DATA LISTING
= = = =

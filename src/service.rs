//! Public storage operations composed from the record store and the
//! device cipher.
//!
//! Every operation here recovers storage faults at the boundary: it logs
//! the fault and returns a safe default (`false`, `None`, or empty)
//! instead of propagating. The service is constructed explicitly and
//! injected into whatever layer needs it; [`StorageService::open`] is the
//! single initialization point.

use std::fs;
use std::path::{Path, PathBuf};

use chrono::{Duration, Utc};
use serde_json::json;
use tracing::{debug, warn};
use uuid::Uuid;

use crate::cipher::{DeviceCipher, device_key_path};
use crate::error::Result;
use crate::store::{Collection, RecordStore};
use crate::types::{
    ExportData, ExportedSettings, FailedRequest, NewTranscription, RecordId, RequestDescriptor,
    Setting, TranscriptionRecord, UsageCounter, now_millis,
};

/// Settings key holding the obfuscated API credential
pub const SETTING_API_KEY: &str = "api_key";
pub const SETTING_API_ENDPOINT: &str = "api_endpoint";
pub const SETTING_SELECTED_MODEL: &str = "selected_model";
pub const SETTING_SELECTED_LANGUAGE: &str = "selected_language";
pub const SETTING_AUTO_SAVE_API_KEY: &str = "auto_save_api_key";
pub const SETTING_THEME: &str = "theme";
pub const SETTING_NOTIFICATIONS: &str = "notifications";

/// Default transcription provider origin
pub const DEFAULT_API_ENDPOINT: &str = "https://api.groq.com/";

/// Database file name under the data directory
pub const DB_FILE: &str = "scribe.db";

/// History cap applied to full exports
const EXPORT_LIMIT: usize = 1000;

/// Storage façade over the record store and device cipher
pub struct StorageService {
    store: RecordStore,
    cipher: DeviceCipher,
    key_path: Option<PathBuf>,
}

impl StorageService {
    /// Open the service against a data directory, creating the database
    /// and device key on first use. This is the one initialization the
    /// caller performs; all later operations assume an opened store.
    pub fn open<P: AsRef<Path>>(data_dir: P) -> Result<Self> {
        let data_dir = data_dir.as_ref();
        fs::create_dir_all(data_dir)?;

        let store = RecordStore::open(data_dir.join(DB_FILE))?;
        let key_path = device_key_path(data_dir);
        let cipher = DeviceCipher::load_or_create(&key_path);

        Ok(Self {
            store,
            cipher,
            key_path: Some(key_path),
        })
    }

    /// In-memory service with a throwaway device key (useful for testing)
    pub fn in_memory() -> Result<Self> {
        Ok(Self {
            store: RecordStore::in_memory()?,
            cipher: DeviceCipher::ephemeral(),
            key_path: None,
        })
    }

    /// Direct access to the underlying record store
    pub fn store(&self) -> &RecordStore {
        &self.store
    }

    // ========== Credential ==========

    /// Obfuscate and persist the API credential. Returns success.
    pub fn store_credential(&self, plaintext: &str) -> bool {
        let obfuscated = self.cipher.obfuscate(plaintext);
        match self
            .store
            .put_setting(&Setting::new(SETTING_API_KEY, json!(obfuscated)))
        {
            Ok(()) => {
                debug!("API credential stored");
                true
            }
            Err(e) => {
                warn!("Failed to store credential: {e}");
                false
            }
        }
    }

    /// Retrieve and reveal the API credential, or `None` if absent
    pub fn get_credential(&self) -> Option<String> {
        match self.store.get_setting(SETTING_API_KEY) {
            Ok(Some(setting)) => setting
                .value
                .as_str()
                .map(|stored| self.cipher.reveal(stored)),
            Ok(None) => None,
            Err(e) => {
                warn!("Failed to retrieve credential: {e}");
                None
            }
        }
    }

    // ========== Settings ==========

    /// Upsert a setting. Returns success.
    pub fn store_setting(&self, key: &str, value: serde_json::Value) -> bool {
        match self.store.put_setting(&Setting::new(key, value)) {
            Ok(()) => true,
            Err(e) => {
                warn!("Failed to store setting {key}: {e}");
                false
            }
        }
    }

    /// Read a setting, falling back to `default` when absent or on fault
    pub fn get_setting(&self, key: &str, default: serde_json::Value) -> serde_json::Value {
        match self.store.get_setting(key) {
            Ok(Some(setting)) => setting.value,
            Ok(None) => default,
            Err(e) => {
                warn!("Failed to read setting {key}: {e}");
                default
            }
        }
    }

    // ========== Transcriptions ==========

    /// Persist a transcription and bump today's usage counter.
    ///
    /// Returns the record id, or `None` on storage fault. The counter
    /// update is a second, independent transaction; its failure is logged
    /// and otherwise ignored.
    pub fn store_transcription(&self, data: NewTranscription) -> Option<RecordId> {
        let id = data
            .id
            .unwrap_or_else(|| now_millis().to_string());

        let record = TranscriptionRecord {
            id: id.clone(),
            filename: data.filename,
            original_name: data.original_name,
            text: data.text,
            model: data.model,
            language: data.language,
            duration: data.duration,
            file_size: data.file_size,
            timestamp: now_millis(),
            starred: false,
        };

        if let Err(e) = self.store.put_transcription(&record) {
            warn!("Failed to store transcription: {e}");
            return None;
        }

        let chars = record.text.chars().count() as u64;
        if let Err(e) = self.store.increment_usage(&today(), chars) {
            warn!("Failed to update usage stats: {e}");
        }

        Some(id)
    }

    /// Most recent transcriptions, newest first
    pub fn get_all_transcriptions(&self, limit: usize) -> Vec<TranscriptionRecord> {
        match self.store.recent_transcriptions(limit) {
            Ok(records) => records,
            Err(e) => {
                warn!("Failed to load transcriptions: {e}");
                Vec::new()
            }
        }
    }

    /// Look up a transcription by id
    pub fn get_transcription(&self, id: &str) -> Option<TranscriptionRecord> {
        match self.store.get_transcription(id) {
            Ok(record) => record,
            Err(e) => {
                warn!("Failed to load transcription {id}: {e}");
                None
            }
        }
    }

    /// Delete a transcription. Returns whether a record was removed.
    pub fn delete_transcription(&self, id: &str) -> bool {
        match self.store.delete_transcription(id) {
            Ok(deleted) => deleted,
            Err(e) => {
                warn!("Failed to delete transcription {id}: {e}");
                false
            }
        }
    }

    /// Flip the starred flag on a record.
    ///
    /// `Some(state)` is the persisted new state; `None` means the record
    /// does not exist (or the write faulted), which is distinct from
    /// "now unstarred".
    pub fn toggle_star(&self, id: &str) -> Option<bool> {
        let mut record = self.get_transcription(id)?;
        record.starred = !record.starred;

        match self.store.put_transcription(&record) {
            Ok(()) => Some(record.starred),
            Err(e) => {
                warn!("Failed to toggle star on {id}: {e}");
                None
            }
        }
    }

    // ========== Usage ==========

    /// Usage counters for the trailing `days` calendar dates including
    /// today, oldest first, zero-filled for days without activity.
    pub fn get_usage_stats(&self, days: u32) -> Vec<UsageCounter> {
        let today = Utc::now().date_naive();
        let mut stats = Vec::with_capacity(days as usize);

        for back in (0..days as i64).rev() {
            let date = (today - Duration::days(back)).format("%Y-%m-%d").to_string();
            let counter = match self.store.get_usage(&date) {
                Ok(Some(counter)) => counter,
                Ok(None) => UsageCounter::empty(&date),
                Err(e) => {
                    warn!("Failed to read usage for {date}: {e}");
                    UsageCounter::empty(&date)
                }
            };
            stats.push(counter);
        }

        stats
    }

    // ========== Export / clear ==========

    /// Export history and non-sensitive settings. The credential is never
    /// part of the export.
    pub fn export_all(&self) -> Option<ExportData> {
        let transcriptions = match self.store.recent_transcriptions(EXPORT_LIMIT) {
            Ok(records) => records,
            Err(e) => {
                warn!("Failed to export data: {e}");
                return None;
            }
        };

        let settings = ExportedSettings {
            selected_model: self.get_setting(SETTING_SELECTED_MODEL, serde_json::Value::Null),
            selected_language: self.get_setting(SETTING_SELECTED_LANGUAGE, serde_json::Value::Null),
            theme: self.get_setting(SETTING_THEME, serde_json::Value::Null),
            notifications: self.get_setting(SETTING_NOTIFICATIONS, serde_json::Value::Null),
        };

        Some(ExportData {
            transcriptions,
            settings,
            export_date: Utc::now().to_rfc3339(),
            version: "1.0".to_string(),
        })
    }

    /// Empty all four collections and remove the persisted device key.
    /// Irreversible. The in-memory key is kept; it is never regenerated.
    pub fn clear_all(&self) -> bool {
        let mut ok = true;
        for collection in Collection::all() {
            if let Err(e) = self.store.clear(*collection) {
                warn!("Failed to clear {}: {e}", collection.table());
                ok = false;
            }
        }

        if let Some(key_path) = &self.key_path {
            match fs::remove_file(key_path) {
                Ok(()) => {}
                Err(e) if e.kind() == std::io::ErrorKind::NotFound => {}
                Err(e) => {
                    warn!("Failed to remove device key: {e}");
                    ok = false;
                }
            }
        }

        ok
    }

    // ========== Failed request queue ==========

    /// Persist a failed request for later replay. Returns the queue id.
    pub fn enqueue_failed_request(
        &self,
        descriptor: RequestDescriptor,
        body: Vec<u8>,
    ) -> Option<String> {
        let entry = FailedRequest {
            id: Uuid::new_v4().to_string(),
            timestamp: now_millis(),
            descriptor,
            body,
        };

        match self.store.put_failed_request(&entry) {
            Ok(()) => Some(entry.id),
            Err(e) => {
                warn!("Failed to enqueue request: {e}");
                None
            }
        }
    }

    /// All queued failed requests, oldest first
    pub fn pending_failed_requests(&self) -> Vec<FailedRequest> {
        match self.store.oldest_failed_requests() {
            Ok(entries) => entries,
            Err(e) => {
                warn!("Failed to read retry queue: {e}");
                Vec::new()
            }
        }
    }

    /// Remove a queued request after a successful replay
    pub fn remove_failed_request(&self, id: &str) -> bool {
        match self.store.delete_failed_request(id) {
            Ok(removed) => removed,
            Err(e) => {
                warn!("Failed to remove queued request {id}: {e}");
                false
            }
        }
    }
}

/// Default per-user data directory for the database and device key
pub fn default_data_dir() -> Option<PathBuf> {
    dirs::data_dir().map(|dir| dir.join("scribe"))
}

/// Today's calendar date as `YYYY-MM-DD`
pub(crate) fn today() -> String {
    Utc::now().date_naive().format("%Y-%m-%d").to_string()
}

#[cfg(test)]
mod tests {
    use super::*;

    #[test]
    fn test_credential_round_trip() {
        let service = StorageService::in_memory().unwrap();

        assert!(service.get_credential().is_none());
        assert!(service.store_credential("gsk_live_abc123"));
        assert_eq!(service.get_credential().as_deref(), Some("gsk_live_abc123"));

        // the stored value is not the plaintext
        let raw = service.get_setting(SETTING_API_KEY, serde_json::Value::Null);
        assert_ne!(raw.as_str(), Some("gsk_live_abc123"));
    }

    #[test]
    fn test_toggle_star_distinguishes_missing_record() {
        let service = StorageService::in_memory().unwrap();

        let id = service
            .store_transcription(NewTranscription {
                original_name: "clip.wav".to_string(),
                filename: "transcription-1.txt".to_string(),
                text: "hello".to_string(),
                model: "whisper-large-v3".to_string(),
                language: "en".to_string(),
                ..Default::default()
            })
            .unwrap();

        assert_eq!(service.toggle_star(&id), Some(true));
        assert_eq!(service.toggle_star(&id), Some(false));
        assert_eq!(service.toggle_star("no-such-id"), None);
    }

    #[test]
    fn test_get_setting_falls_back_to_default() {
        let service = StorageService::in_memory().unwrap();
        let value = service.get_setting(SETTING_API_ENDPOINT, json!(DEFAULT_API_ENDPOINT));
        assert_eq!(value, json!(DEFAULT_API_ENDPOINT));
    }
}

= = = =

YOUR TASK
Exactly how many lines in the listing above hold the string "never"? State the number by itself.

ANSWER SPACE
2